PP: El arte drag puede serlo todo. Es transformarse, devenir otra cosa, en glamour, en lo que se te ocurra, lo que pase por tu fantasía. Por eso tambien nuestro Kabaret es tan poliamoroso, cuando planteé el personaje de Vera Váldor como que tuviese todos los géneros y sexualidades (sic). Que todo el mundo pueda gustar de ella y esta Vera le pudiese gustar a todo el mundo. Esto lo tuve en cuenta, cuando como director, se lo planteé a Emiliano, por más que ella haya escrito la mayoría de los textos para un varón, (porque ella era heterosexual), nuestra Vera tenía que poder ser todo: ser lesbiana, bisexual, trans, ser todo. Por eso creo que el arte drag nos servía para contar esta historia y para montar este espectáculo, ya que es un devenir y deconstruirse constantemente a través del arte.

AS: ¿Sentiste algún desafío al momento de musicalizar, en el Kabaret, la prosa de Vera Váldor?

PP: El desafío más grande que tuve fue una cuestión de métrica: Vera escribía en otro tipo de métrica y en verso alejandrino.
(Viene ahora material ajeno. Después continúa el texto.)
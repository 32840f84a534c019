//! Generic combinators over borrowed slices.
//!
//! All of these are pure and allocate a fresh output.

use std::collections::{HashMap, HashSet};
use std::hash::Hash;

pub fn map<T, U>(items: &[T], f: impl FnMut(&T) -> U) -> Vec<U> {
    items.iter().map(f).collect()
}

pub fn filter<T: Clone>(items: &[T], mut pred: impl FnMut(&T) -> bool) -> Vec<T> {
    items.iter().filter(|v| pred(v)).cloned().collect()
}

/// Applies `f` and keeps the `Some` results.
pub fn filter_map<T, U>(items: &[T], f: impl FnMut(&T) -> Option<U>) -> Vec<U> {
    items.iter().filter_map(f).collect()
}

pub fn reduce<T, Acc>(items: &[T], init: Acc, f: impl FnMut(Acc, &T) -> Acc) -> Acc {
    items.iter().fold(init, f)
}

/// Groups items by key. Groups appear in order of each key's first
/// occurrence, and items keep their relative order within a group.
pub fn group_by<T: Clone, K: Clone + Eq + Hash>(
    items: &[T],
    mut key: impl FnMut(&T) -> K,
) -> Vec<(K, Vec<T>)> {
    let mut slots: HashMap<K, usize> = HashMap::new();
    let mut out: Vec<(K, Vec<T>)> = Vec::new();
    for v in items {
        let k = key(v);
        match slots.get(&k) {
            Some(&slot) => out[slot].1.push(v.clone()),
            None => {
                slots.insert(k.clone(), out.len());
                out.push((k, vec![v.clone()]));
            }
        }
    }
    out
}

/// Splits items into chunks of `n`; the last chunk may be shorter.
/// Returns no chunks when `n == 0`.
pub fn chunk<T: Clone>(items: &[T], n: usize) -> Vec<Vec<T>> {
    if n == 0 {
        return Vec::new();
    }
    items.chunks(n).map(<[T]>::to_vec).collect()
}

/// Unique elements, first occurrence wins.
pub fn unique<T: Clone + Eq + Hash>(items: &[T]) -> Vec<T> {
    let mut seen = HashSet::new();
    items
        .iter()
        .filter(|v| seen.insert((*v).clone()))
        .cloned()
        .collect()
}

/// Elements with unique keys, first occurrence wins.
pub fn unique_by<T: Clone, K: Eq + Hash>(items: &[T], mut key: impl FnMut(&T) -> K) -> Vec<T> {
    let mut seen = HashSet::new();
    items
        .iter()
        .filter(|v| seen.insert(key(v)))
        .cloned()
        .collect()
}

pub fn flat_map<T, U>(items: &[T], mut f: impl FnMut(&T) -> Vec<U>) -> Vec<U> {
    items.iter().flat_map(|v| f(v)).collect()
}
use std::time::Duration;

use thiserror::Error;

/// Application-wide error types for Wrench.
#[derive(Error, Debug)]
pub enum AppError {
    /// The token bucket refused admission. The wrapped operation was not called.
    #[error("rate limited")]
    RateLimited,

    /// The circuit breaker refused admission. The wrapped operation was not called.
    #[error("circuit breaker '{name}' is open, retry after {}ms", .retry_after.as_millis())]
    CircuitOpen { name: String, retry_after: Duration },

    /// The ambient cancellation token fired.
    ///
    /// `last_error` carries the most recent operation failure observed before
    /// cancellation, when there was one.
    #[error("operation cancelled{}", .last_error.as_ref().map(|e| format!(" (last error: {e})")).unwrap_or_default())]
    Cancelled { last_error: Option<Box<AppError>> },

    /// Request timed out.
    #[error("request timed out after {0} seconds")]
    Timeout(u64),

    /// HTTP request failed or returned an unexpected status.
    #[error("HTTP error: {0}")]
    HttpError(String),

    /// Network/connection error.
    #[error("network error: {0}")]
    NetworkError(String),

    /// Local file system operation failed.
    #[error("I/O error: {0}")]
    Io(#[from] std::io::Error),

    /// A fetched artifact is not what it claims to be (e.g. not a PDF).
    #[error("invalid document: {0}")]
    InvalidDocument(String),

    /// No registered manual has the given id.
    #[error("manual not found: {0}")]
    NotFound(String),

    /// Database operation failed.
    #[error("database error: {0}")]
    DatabaseError(String),

    /// Invalid configuration value.
    #[error("configuration error: {0}")]
    ConfigError(String),

    /// JSON serialization/deserialization failed.
    #[error("serialization error: {0}")]
    SerializationError(#[from] serde_json::Error),

    /// Generic error.
    #[error("{0}")]
    Generic(String),
}

impl AppError {
    pub fn generic(message: impl Into<String>) -> Self {
        AppError::Generic(message.into())
    }

    /// Cancellation with no prior operation failure.
    pub fn cancelled() -> Self {
        AppError::Cancelled { last_error: None }
    }

    /// Returns true if the ambient context was cancelled.
    pub fn is_cancelled(&self) -> bool {
        matches!(self, AppError::Cancelled { .. })
    }

    /// Returns true if a guard refused to call the operation at all.
    pub fn is_refusal(&self) -> bool {
        matches!(self, AppError::RateLimited | AppError::CircuitOpen { .. })
    }

    /// Returns true if this error is transient and worth retrying.
    pub fn is_retryable(&self) -> bool {
        match self {
            AppError::NetworkError(_)
            | AppError::Timeout(_)
            | AppError::RateLimited
            | AppError::CircuitOpen { .. } => true,
            AppError::HttpError(msg) => {
                msg.contains("timeout")
                    || msg.contains("connect")
                    || msg.contains("reset")
                    || msg.contains("HTTP 5")
                    || msg.contains("HTTP 429")
            }
            _ => false,
        }
    }
}

/// Build an [`AppError::Generic`] from format arguments and return it as `Err`.
///
/// ```
/// use wrench_core::{AppError, fail};
///
/// fn check(n: u32) -> Result<u32, AppError> {
///     if n == 0 {
///         return fail!("expected a positive value, got {n}");
///     }
///     Ok(n)
/// }
/// assert!(check(0).is_err());
/// ```
#[macro_export]
macro_rules! fail {
    ($($arg:tt)*) => {
        Err($crate::error::AppError::Generic(format!($($arg)*)))
    };
}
Es decir, como escribía ella era muy difícil poder cantar las canciones. Por eso en muchos poemas tuve que adaptar la letra o tuve que generar un estribillo, porque en los poemas no hay un tema recurrente. Cuando empecé hacer estas canciones en 2004/2005 con Amanda Ocho, yo recién estaba empezando con la música, también para mi fue todo muy nuevo. Si bien toda preparación, producción lo generaba Amanda, yo soy parte también, tuve que aprender a cómo armar la letra de una canción y qué palabras son factibles de poder ser cantadas y cuáles no lo son.

AS: ¿Qué le dirías al Peter de hace 30 años?

PP: ¿Qué me diría a mí misme, jovencite? Con 30 años menos… Creo que ser más permeable a ciertos cambios, a poder adaptarme mejor a las cosas. Y no perder mis sueños, mi identidad. Creo que en un punto, el Peter Pank de hace 30 años, estaría contento con el de ahora. Creo que le gustaría, porque siento que no se traicionó y que siempre fue fiel a sí mismo.

Kabaret Elektro Pank es una obra que nos invita a pensar en la deconstrucción sexual, corporal y simbólica. En la función social del arte, desde expresiones que surgen en el lugar de la comedia, hasta los dramas más realistas. Pensar en les artistas como agentes de transformación y cambio, nos habilita un otro mundo de creaciones posibles, donde la fantasía se impone a una realidad que expulsa lo que no le es funcional. Pensar en draguearnos todes y dejar que el yo quisiera, sea el verbo que nos impulse desde la versatilidad del arte drag. Y sobre todo, pensar que el goce y el arte, deben estar interconectados en un mismo lugar.